======== INFORMATION ========

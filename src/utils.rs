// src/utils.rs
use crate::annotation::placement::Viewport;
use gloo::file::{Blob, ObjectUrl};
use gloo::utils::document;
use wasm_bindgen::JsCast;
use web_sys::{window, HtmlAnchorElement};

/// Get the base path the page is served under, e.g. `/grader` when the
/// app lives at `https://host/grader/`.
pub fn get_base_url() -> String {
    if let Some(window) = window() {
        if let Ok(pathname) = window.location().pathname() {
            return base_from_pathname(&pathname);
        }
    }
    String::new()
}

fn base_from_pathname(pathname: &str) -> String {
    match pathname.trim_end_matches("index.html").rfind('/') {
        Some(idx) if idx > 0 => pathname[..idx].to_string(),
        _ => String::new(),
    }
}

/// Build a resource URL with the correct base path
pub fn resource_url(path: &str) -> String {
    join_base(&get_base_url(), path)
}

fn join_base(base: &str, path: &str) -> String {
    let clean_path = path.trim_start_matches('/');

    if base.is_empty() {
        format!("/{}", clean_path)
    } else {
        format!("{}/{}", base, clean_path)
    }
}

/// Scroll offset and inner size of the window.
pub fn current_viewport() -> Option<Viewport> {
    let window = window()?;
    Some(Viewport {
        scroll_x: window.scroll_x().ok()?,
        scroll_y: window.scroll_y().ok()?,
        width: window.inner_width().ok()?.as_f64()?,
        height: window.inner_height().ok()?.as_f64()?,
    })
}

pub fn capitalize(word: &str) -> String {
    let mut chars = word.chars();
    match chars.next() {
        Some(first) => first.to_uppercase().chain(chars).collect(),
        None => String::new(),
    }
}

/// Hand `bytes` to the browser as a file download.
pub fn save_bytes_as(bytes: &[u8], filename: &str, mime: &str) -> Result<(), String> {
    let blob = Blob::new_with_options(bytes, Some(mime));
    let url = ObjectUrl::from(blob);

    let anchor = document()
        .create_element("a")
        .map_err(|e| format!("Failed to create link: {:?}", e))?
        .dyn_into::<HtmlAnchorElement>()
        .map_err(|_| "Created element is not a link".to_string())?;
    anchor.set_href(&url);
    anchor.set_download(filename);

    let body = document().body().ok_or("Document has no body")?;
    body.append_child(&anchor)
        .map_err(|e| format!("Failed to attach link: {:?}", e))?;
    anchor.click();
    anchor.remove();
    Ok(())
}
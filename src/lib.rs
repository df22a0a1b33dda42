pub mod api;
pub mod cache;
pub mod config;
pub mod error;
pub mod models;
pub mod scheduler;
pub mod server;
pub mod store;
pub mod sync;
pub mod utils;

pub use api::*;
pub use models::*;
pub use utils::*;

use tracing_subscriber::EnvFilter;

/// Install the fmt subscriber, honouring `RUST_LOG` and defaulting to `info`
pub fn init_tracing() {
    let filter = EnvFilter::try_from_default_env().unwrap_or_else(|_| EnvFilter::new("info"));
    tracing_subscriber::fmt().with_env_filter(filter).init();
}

========

TASK STATEMENT: Only the data above, repeated exactly, should make up the reply.

ANSWER FOR THE TASK:
filename src/utils.rs
// src/utils.rs
use crate::annotation::placement::Viewport;
use gloo::file::{Blob, ObjectUrl};
use gloo::utils::document;
use wasm_bindgen::JsCast;
use web_sys::{window, HtmlAnchorElement};

/// Get the base path the page is served under, e.g. `/grader` when the
/// app lives at `https://host/grader/`.
pub fn get_base_url() -> String {
    if let Some(window) = window() {
        if let Ok(pathname) = window.location().pathname() {
            return base_from_pathname(&pathname);
        }
    }
    String::new()
}

fn base_from_pathname(pathname: &str) -> String {
    match pathname.trim_end_matches("index.html").rfind('/') {
        Some(idx) if idx > 0 => pathname[..idx].to_string(),
        _ => String::new(),
    }
}

/// Build a resource URL with the correct base path
pub fn resource_url(path: &str) -> String {
    join_base(&get_base_url(), path)
}

fn join_base(base: &str, path: &str) -> String {
    let clean_path = path.trim_start_matches('/');

    if base.is_empty() {
        format!("/{}", clean_path)
    } else {
        format!("{}/{}", base, clean_path)
    }
}

/// Scroll offset and inner size of the window.
pub fn current_viewport() -> Option<Viewport> {
    let window = window()?;
    Some(Viewport {
        scroll_x: window.scroll_x().ok()?,
        scroll_y: window.scroll_y().ok()?,
        width: window.inner_width().ok()?.as_f64()?,
        height: window.inner_height().ok()?.as_f64()?,
    })
}

pub fn capitalize(word: &str) -> String {
    let mut chars = word.chars();
    match chars.next() {
        Some(first) => first.to_uppercase().chain(chars).collect(),
        None => String::new(),
    }
}

/// Hand `bytes` to the browser as a file download.
pub fn save_bytes_as(bytes: &[u8], filename: &str, mime: &str) -> Result<(), String> {
    let blob = Blob::new_with_options(bytes, Some(mime));
    let url = ObjectUrl::from(blob);

    let anchor = document()
        .create_element("a")
        .map_err(|e| format!("Failed to create link: {:?}", e))?
        .dyn_into::<HtmlAnchorElement>()
        .map_err(|_| "Created element is not a link".to_string())?;
    anchor.set_href(&url);
    anchor.set_download(filename);

    let body = document().body().ok_or("Document has no body")?;
    body.append_child(&anchor)
        .map_err(|e| format!("Failed to attach link: {:?}", e))?;
    anchor.click();
    anchor.remove();
    Ok(())
}
filename src/lib.rs
repository df22a0a1b33dda42
pub mod api;
pub mod cache;
pub mod config;
pub mod error;
pub mod models;
pub mod scheduler;
pub mod server;
pub mod store;
pub mod sync;
pub mod utils;

pub use api::*;
pub use models::*;
pub use utils::*;

use tracing_subscriber::EnvFilter;

/// Install the fmt subscriber, honouring `RUST_LOG` and defaulting to `info`
pub fn init_tracing() {
    let filter = EnvFilter::try_from_default_env().unwrap_or_else(|_| EnvFilter::new("info"));
    tracing_subscriber::fmt().with_env_filter(filter).init();
}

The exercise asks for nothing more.